#### Dataset content
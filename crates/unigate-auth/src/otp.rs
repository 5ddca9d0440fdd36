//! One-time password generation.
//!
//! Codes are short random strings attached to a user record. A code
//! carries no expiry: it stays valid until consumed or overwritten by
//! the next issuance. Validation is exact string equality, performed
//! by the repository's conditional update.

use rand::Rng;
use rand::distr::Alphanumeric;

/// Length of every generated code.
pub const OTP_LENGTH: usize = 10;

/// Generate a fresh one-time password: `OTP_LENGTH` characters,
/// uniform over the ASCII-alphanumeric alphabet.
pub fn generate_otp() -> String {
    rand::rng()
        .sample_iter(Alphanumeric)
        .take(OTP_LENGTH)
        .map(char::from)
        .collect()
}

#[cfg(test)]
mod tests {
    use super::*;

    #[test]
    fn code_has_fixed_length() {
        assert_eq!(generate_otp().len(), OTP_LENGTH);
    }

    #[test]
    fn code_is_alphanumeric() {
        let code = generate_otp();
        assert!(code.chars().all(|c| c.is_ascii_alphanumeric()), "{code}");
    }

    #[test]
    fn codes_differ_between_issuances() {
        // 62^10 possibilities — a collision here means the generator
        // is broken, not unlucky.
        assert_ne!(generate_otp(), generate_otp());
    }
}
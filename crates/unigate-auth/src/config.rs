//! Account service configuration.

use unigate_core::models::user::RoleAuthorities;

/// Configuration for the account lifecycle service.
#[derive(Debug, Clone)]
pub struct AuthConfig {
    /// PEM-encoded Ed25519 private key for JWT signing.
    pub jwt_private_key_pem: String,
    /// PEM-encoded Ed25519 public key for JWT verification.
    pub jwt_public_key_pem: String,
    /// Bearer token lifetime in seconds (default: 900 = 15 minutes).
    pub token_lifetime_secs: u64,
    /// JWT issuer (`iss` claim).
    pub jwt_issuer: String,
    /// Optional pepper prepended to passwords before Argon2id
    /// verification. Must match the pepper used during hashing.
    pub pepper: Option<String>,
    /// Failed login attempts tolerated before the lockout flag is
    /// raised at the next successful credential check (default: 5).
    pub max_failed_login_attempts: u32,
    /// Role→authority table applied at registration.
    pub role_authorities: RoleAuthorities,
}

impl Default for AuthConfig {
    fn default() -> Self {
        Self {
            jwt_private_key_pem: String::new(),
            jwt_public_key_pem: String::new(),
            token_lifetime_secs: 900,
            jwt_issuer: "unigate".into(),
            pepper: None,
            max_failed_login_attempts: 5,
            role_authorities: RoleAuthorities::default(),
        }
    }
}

#### Task details
From the first line of the listing above to the line with "or overwritten by", please transcribe each line exactly, both ends included, and nothing beyond that.

#### The completed task
filename crates/unigate-auth/src/otp.rs
repository 5ddca9d0440fdd36
//! One-time password generation.
//!
//! Codes are short random strings attached to a user record. A code
//! carries no expiry: it stays valid until consumed or overwritten by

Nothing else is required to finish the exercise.